▶ _The task_: Each record should be set down again so that it matches the original exactly.

▶ _Task inputs_:
********************

use crate::board::{Board, GameState, Opening, Position, PositionSet};
use crate::card::Rank;

use anyhow::{Context, Result, bail};

#[derive(Debug, Copy, Clone, PartialEq, Eq)]
pub enum Action {
    Draw(Rank),
    Take(Rank, Position),
}

impl Action {
    pub fn card(&self) -> Rank {
        match *self {
            Action::Draw(card) | Action::Take(card, _) => card,
        }
    }

    pub fn position(&self) -> Option<Position> {
        match *self {
            Action::Draw(_) => None,
            Action::Take(_, position) => Some(position),
        }
    }

    pub fn is_draw(&self) -> bool {
        matches!(self, Action::Draw(_))
    }
}

/// One record of a solution: the move plus a snapshot of the state it produced.
#[derive(Debug, Copy, Clone, PartialEq, Eq)]
pub struct Step {
    pub action: Action,
    pub deck_remaining: u8,
    pub removable: PositionSet,
}

/// An accepted move history, oldest move first.
#[derive(Debug, Clone, Default, PartialEq, Eq)]
pub struct Solution {
    pub steps: Vec<Step>,
}

impl Solution {
    pub fn len(&self) -> usize {
        self.steps.len()
    }

    pub fn is_empty(&self) -> bool {
        self.steps.is_empty()
    }

    pub fn actions(&self) -> Vec<Action> {
        self.steps.iter().map(|step| step.action).collect()
    }
}

pub fn describe_action(action: &Action) -> String {
    match action {
        Action::Draw(card) => format!("drew card {card}"),
        Action::Take(card, position) => format!("took card {card} from position {position}"),
    }
}

pub fn format_solution(solution: &Solution) -> String {
    let mut output = String::from("Solution:\n");
    for step in &solution.steps {
        output.push_str("  ");
        output.push_str(&describe_action(&step.action));
        output.push('\n');
    }
    output
}

pub fn format_actions(actions: &[Action]) -> String {
    let list: Vec<String> = actions
        .iter()
        .map(|action| match action {
            Action::Draw(card) => format!("D:{card}"),
            Action::Take(card, position) => {
                format!("T:{card}@{},{}", position.row, position.col)
            }
        })
        .collect();

    let mut output = String::new();
    let max_width = list.iter().map(|s| s.len()).max().unwrap_or_default() + 1;
    for chunk in list.chunks(10) {
        for cmd in chunk {
            output.push_str(&format!("{cmd:<width$}", width = max_width));
        }
        output.push('\n');
    }

    output
}

pub fn apply_action(board: &Board, state: &GameState, action: &Action) -> Result<GameState> {
    match *action {
        Action::Draw(card) => {
            let Some(next) = state.draw(&board.deck) else {
                bail!("Cannot draw {card}; the deck is empty");
            };
            if next.card != Some(card) {
                bail!(
                    "Cannot draw {card}; the next deck card is {}",
                    board.deck.as_slice()[state.next]
                );
            }
            Ok(next)
        }
        Action::Take(card, position) => {
            let pyramid = &board.pyramid;
            let index = pyramid
                .index_of(position)
                .with_context(|| format!("No card at position {position}"))?;
            if pyramid.rank(index) != card {
                bail!(
                    "The card at position {position} is {}, not {card}",
                    pyramid.rank(index)
                );
            }
            if !state.removable.contains(index) {
                bail!("The card at position {position} is not removable");
            }
            if !state.can_take(pyramid, index) {
                bail!(
                    "{card} cannot be played on {}",
                    state.card.map(|c| c.label()).unwrap_or_default()
                );
            }
            Ok(state.take(pyramid, index))
        }
    }
}

/// Plays `actions` from the start of the deal and checks that they clear the pyramid.
pub fn replay(board: &Board, actions: &[Action]) -> Result<GameState> {
    if board.opening() == Opening::Stock && !actions.first().is_some_and(Action::is_draw) {
        bail!("The opening card must be drawn from the deck");
    }
    let mut state = board.initial_state();
    for (i, action) in actions.iter().enumerate() {
        state = apply_action(board, &state, action)
            .with_context(|| format!("Invalid move {}: {}", i + 1, describe_action(action)))?;
    }
    if !state.is_cleared() {
        bail!(
            "{} pyramid cards remain",
            board.pyramid.len() - state.played.len()
        );
    }
    Ok(state)
}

********************

▶ _Exercise result_:
use crate::board::{Board, GameState, Opening, Position, PositionSet};
use crate::card::Rank;

use anyhow::{Context, Result, bail};

#[derive(Debug, Copy, Clone, PartialEq, Eq)]
pub enum Action {
    Draw(Rank),
    Take(Rank, Position),
}

impl Action {
    pub fn card(&self) -> Rank {
        match *self {
            Action::Draw(card) | Action::Take(card, _) => card,
        }
    }

    pub fn position(&self) -> Option<Position> {
        match *self {
            Action::Draw(_) => None,
            Action::Take(_, position) => Some(position),
        }
    }

    pub fn is_draw(&self) -> bool {
        matches!(self, Action::Draw(_))
    }
}

/// One record of a solution: the move plus a snapshot of the state it produced.
#[derive(Debug, Copy, Clone, PartialEq, Eq)]
pub struct Step {
    pub action: Action,
    pub deck_remaining: u8,
    pub removable: PositionSet,
}

/// An accepted move history, oldest move first.
#[derive(Debug, Clone, Default, PartialEq, Eq)]
pub struct Solution {
    pub steps: Vec<Step>,
}

impl Solution {
    pub fn len(&self) -> usize {
        self.steps.len()
    }

    pub fn is_empty(&self) -> bool {
        self.steps.is_empty()
    }

    pub fn actions(&self) -> Vec<Action> {
        self.steps.iter().map(|step| step.action).collect()
    }
}

pub fn describe_action(action: &Action) -> String {
    match action {
        Action::Draw(card) => format!("drew card {card}"),
        Action::Take(card, position) => format!("took card {card} from position {position}"),
    }
}

pub fn format_solution(solution: &Solution) -> String {
    let mut output = String::from("Solution:\n");
    for step in &solution.steps {
        output.push_str("  ");
        output.push_str(&describe_action(&step.action));
        output.push('\n');
    }
    output
}

pub fn format_actions(actions: &[Action]) -> String {
    let list: Vec<String> = actions
        .iter()
        .map(|action| match action {
            Action::Draw(card) => format!("D:{card}"),
            Action::Take(card, position) => {
                format!("T:{card}@{},{}", position.row, position.col)
            }
        })
        .collect();

    let mut output = String::new();
    let max_width = list.iter().map(|s| s.len()).max().unwrap_or_default() + 1;
    for chunk in list.chunks(10) {
        for cmd in chunk {
            output.push_str(&format!("{cmd:<width$}", width = max_width));
        }
        output.push('\n');
    }

    output
}

pub fn apply_action(board: &Board, state: &GameState, action: &Action) -> Result<GameState> {
    match *action {
        Action::Draw(card) => {
            let Some(next) = state.draw(&board.deck) else {
                bail!("Cannot draw {card}; the deck is empty");
            };
            if next.card != Some(card) {
                bail!(
                    "Cannot draw {card}; the next deck card is {}",
                    board.deck.as_slice()[state.next]
                );
            }
            Ok(next)
        }
        Action::Take(card, position) => {
            let pyramid = &board.pyramid;
            let index = pyramid
                .index_of(position)
                .with_context(|| format!("No card at position {position}"))?;
            if pyramid.rank(index) != card {
                bail!(
                    "The card at position {position} is {}, not {card}",
                    pyramid.rank(index)
                );
            }
            if !state.removable.contains(index) {
                bail!("The card at position {position} is not removable");
            }
            if !state.can_take(pyramid, index) {
                bail!(
                    "{card} cannot be played on {}",
                    state.card.map(|c| c.label()).unwrap_or_default()
                );
            }
            Ok(state.take(pyramid, index))
        }
    }
}

/// Plays `actions` from the start of the deal and checks that they clear the pyramid.
pub fn replay(board: &Board, actions: &[Action]) -> Result<GameState> {
    if board.opening() == Opening::Stock && !actions.first().is_some_and(Action::is_draw) {
        bail!("The opening card must be drawn from the deck");
    }
    let mut state = board.initial_state();
    for (i, action) in actions.iter().enumerate() {
        state = apply_action(board, &state, action)
            .with_context(|| format!("Invalid move {}: {}", i + 1, describe_action(action)))?;
    }
    if !state.is_cleared() {
        bail!(
            "{} pyramid cards remain",
            board.pyramid.len() - state.played.len()
        );
    }
    Ok(state)
}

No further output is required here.